Collected data entries
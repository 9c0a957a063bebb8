//! Ferryman - Discord chat relay for FFXIV
//!
//! Relays game chat to Discord through per-channel webhooks, with an
//! advertisement filter, per-correspondent forum threads for tells, and a
//! reverse path speaking Discord messages back into game chat.

mod common;
mod config;
mod discord;
mod game;
mod relay;

use std::collections::{HashMap, HashSet};
use std::sync::Arc;

use anyhow::Result;
use serenity::model::id::{ChannelId, GuildId};
use tokio::signal;
use tokio::sync::watch;
use tracing::{error, info, warn};

use common::types::ChatKind;
use config::store::JsonConfigStore;
use config::{env::get_config_path, load_and_validate};
use discord::{
    ChannelDirectory, DiscordBot, DiscordConnection, GameCommandHandler, RelayHandler,
    WebhookGateway,
};
use game::avatar::FallbackAvatarResolver;
use game::{CommandHandler, GameChannels};
use relay::pipeline::PipelineDeps;
use relay::{AdScorer, ConversationRouter, RelayPipeline};

#[tokio::main]
async fn main() -> Result<()> {
    // Initialize logging
    tracing_subscriber::fmt()
        .with_env_filter(
            tracing_subscriber::EnvFilter::from_default_env()
                .add_directive(tracing::Level::INFO.into()),
        )
        .init();

    info!("Ferryman v{} starting...", env!("CARGO_PKG_VERSION"));

    let config_path = get_config_path();
    info!("Loading configuration from {}...", config_path);

    let config = load_and_validate(&config_path).map_err(|e| {
        error!("Failed to load configuration: {}", e);
        error!(
            "Please ensure {} exists and is properly formatted.",
            config_path
        );
        e
    })?;

    info!("Configuration loaded successfully");
    info!("  Chat mappings: {}", config.mappings.chat_kinds.len());
    info!("  Label mappings: {}", config.mappings.labels.len());
    info!(
        "  Advertisement filter: {}",
        if config.relay.enable_ad_filter {
            "enabled"
        } else {
            "disabled"
        }
    );

    // ============================================================
    // Wire up the relay
    // ============================================================

    let (shutdown_tx, shutdown_rx) = watch::channel(false);

    let http = discord::build_http(&config.discord.token)?;
    let connection = Arc::new(DiscordConnection::new(http));
    let directory = Arc::new(ChannelDirectory::new());
    let gateway = Arc::new(WebhookGateway::new(
        connection.clone(),
        directory.clone(),
        config.relay.webhook_name.clone(),
    ));
    let store = Arc::new(JsonConfigStore::new(&config_path, config.clone()));

    let mut type_routes = HashMap::new();
    let mut kind_routes = HashMap::new();
    for (key, channel_id) in &config.mappings.chat_kinds {
        match ChatKind::parse(key) {
            Some(kind) => {
                type_routes.insert(kind, ChannelId::new(*channel_id));
                kind_routes.insert(ChannelId::new(*channel_id), kind);
            }
            None => warn!(key, "skipping unknown chat kind mapping"),
        }
    }
    let label_routes: HashMap<ChannelId, String> = config
        .mappings
        .labels
        .iter()
        .map(|(label, id)| (ChannelId::new(*id), label.clone()))
        .collect();
    let unfiltered: HashSet<ChannelId> = config
        .mappings
        .unfiltered
        .iter()
        .map(|id| ChannelId::new(*id))
        .collect();

    let router = Arc::new(ConversationRouter::new(
        type_routes,
        config.relay.default_channel.map(ChannelId::new),
        directory.clone(),
        connection.clone(),
        store.clone(),
    ));

    let channels = GameChannels::new();
    let GameChannels {
        chat_tx,
        mut chat_rx,
        sink,
        mut game_rx,
    } = channels;
    let sink = Arc::new(sink);

    let command_handler: Option<Arc<dyn CommandHandler>> =
        if config.relay.enable_commands && config.relay.command_prefix.is_some() {
            Some(Arc::new(GameCommandHandler::new(
                sink.clone(),
                config.relay.command_whitelist.clone(),
            )))
        } else {
            None
        };

    let pipeline = Arc::new(RelayPipeline::new(PipelineDeps {
        router,
        gateway: gateway.clone(),
        connection,
        store,
        game_sink: sink,
        avatar: Arc::new(FallbackAvatarResolver::new(
            config.relay.avatar_fallback_base.clone(),
        )),
        scorer: AdScorer::from_policy(&config.filter),
        command_handler,
        command_prefix: config.relay.command_prefix.clone(),
        enable_ad_filter: config.relay.enable_ad_filter,
        unfiltered,
        label_routes,
        kind_routes,
    }));

    // ============================================================
    // Start the Discord client and the pump tasks
    // ============================================================

    let handler = RelayHandler::new(
        pipeline.clone(),
        directory.clone(),
        config.discord.guild_id.map(GuildId::new),
    );

    info!("Starting Discord bot...");
    let bot = DiscordBot::build(
        config.discord.token.clone(),
        handler,
        directory,
        gateway,
        shutdown_rx.clone(),
    )
    .await?;
    let discord_task = tokio::spawn(async move {
        bot.run().await;
    });

    // Game -> Discord pump. `chat_tx` is the hook the embedding game chat
    // client feeds; it is held here so the channel stays open for the
    // process lifetime.
    let _game_chat_tx = chat_tx;
    let outbound_pump = {
        let pipeline = pipeline.clone();
        tokio::spawn(async move {
            while let Some(message) = chat_rx.recv().await {
                pipeline.handle_outbound(message).await;
            }
            info!("Game -> Discord pump ended");
        })
    };

    // Discord -> game pump. Without an attached game client the lines are
    // surfaced in the log; an embedding host drains this channel instead.
    let inbound_pump = tokio::spawn(async move {
        while let Some(line) = game_rx.recv().await {
            info!(target: "ferryman::game_chat", "{}", line);
        }
        info!("Discord -> game pump ended");
    });

    // ============================================================
    // Run until a shutdown signal or a task failure
    // ============================================================

    let shutdown = tokio::select! {
        biased;
        _ = shutdown_signal() => {
            info!("Shutdown signal received - shutting down gracefully...");
            true
        }
        _ = discord_task => false,
        _ = outbound_pump => false,
        _ = inbound_pump => false,
    };

    if shutdown {
        if let Err(e) = shutdown_tx.send(true) {
            warn!("Shutdown channel closed: {}", e);
        }
        tokio::time::sleep(tokio::time::Duration::from_secs(1)).await;
    }

    pipeline.metrics.log_summary();
    info!("Exiting...");
    Ok(())
}

async fn shutdown_signal() {
    let ctrl_c = async {
        signal::ctrl_c()
            .await
            .expect("Failed to install Ctrl+C handler");
    };

    #[cfg(unix)]
    let terminate = async {
        signal::unix::signal(signal::unix::SignalKind::terminate())
            .expect("Failed to install SIGTERM handler")
            .recv()
            .await;
    };

    #[cfg(not(unix))]
    let terminate = std::future::pending::<()>();

    tokio::select! {
        _ = ctrl_c => info!("Received Ctrl+C"),
        _ = terminate => info!("Received SIGTERM"),
    }
}
//! Messaging-platform boundary traits.
//!
//! The relay core talks to Discord only through these traits; the serenity
//! implementation lives in `discord::connection`. Tests substitute fakes.

use async_trait::async_trait;
use serenity::model::id::{ChannelId, MessageId};

use crate::common::error::RelayResult;
use crate::common::types::{ChannelRecord, WebhookIdentity, WebhookPayload};

/// Raw platform operations the relay needs.
///
/// Implementations map their own error types onto the transient/permanent
/// split in `RelayError`; retrying is the caller's concern.
#[async_trait]
pub trait PlatformConnection: Send + Sync {
    /// Create a thread in a forum channel with an initial post.
    async fn create_thread(
        &self,
        forum_id: ChannelId,
        title: &str,
        initial_content: &str,
    ) -> RelayResult<ChannelRecord>;

    /// Delete a regular channel message.
    async fn delete_message(&self, channel_id: ChannelId, message_id: MessageId)
        -> RelayResult<()>;

    /// List the webhooks usable on a channel.
    async fn list_webhooks(&self, channel_id: ChannelId) -> RelayResult<Vec<WebhookIdentity>>;

    /// Create a webhook on a channel.
    async fn create_webhook(
        &self,
        channel_id: ChannelId,
        name: &str,
    ) -> RelayResult<WebhookIdentity>;

    /// Execute a webhook send, optionally targeting a thread of the
    /// webhook's channel. Returns the id of the created message.
    async fn execute_webhook(
        &self,
        identity: &WebhookIdentity,
        thread_id: Option<ChannelId>,
        payload: &WebhookPayload,
    ) -> RelayResult<MessageId>;

    /// Edit a message previously sent through the webhook.
    async fn edit_webhook_message(
        &self,
        identity: &WebhookIdentity,
        thread_id: Option<ChannelId>,
        message_id: MessageId,
        content: &str,
    ) -> RelayResult<()>;

    /// Delete a message previously sent through the webhook.
    async fn delete_webhook_message(
        &self,
        identity: &WebhookIdentity,
        thread_id: Option<ChannelId>,
        message_id: MessageId,
    ) -> RelayResult<()>;
}

/// Source of the channel/thread topology for the channel directory.
#[async_trait]
pub trait ChannelEnumerator: Send + Sync {
    async fn enumerate(&self) -> RelayResult<Vec<ChannelRecord>>;
}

- ASSIGNED TASK
Up to and including the line with "mod common;", restate the records above word for word from the very first line.

- EXERCISE SOLUTION
repository 9c0a957a063bebb8
//! Ferryman - Discord chat relay for FFXIV
//!
//! Relays game chat to Discord through per-channel webhooks, with an
//! advertisement filter, per-correspondent forum threads for tells, and a
//! reverse path speaking Discord messages back into game chat.

mod common;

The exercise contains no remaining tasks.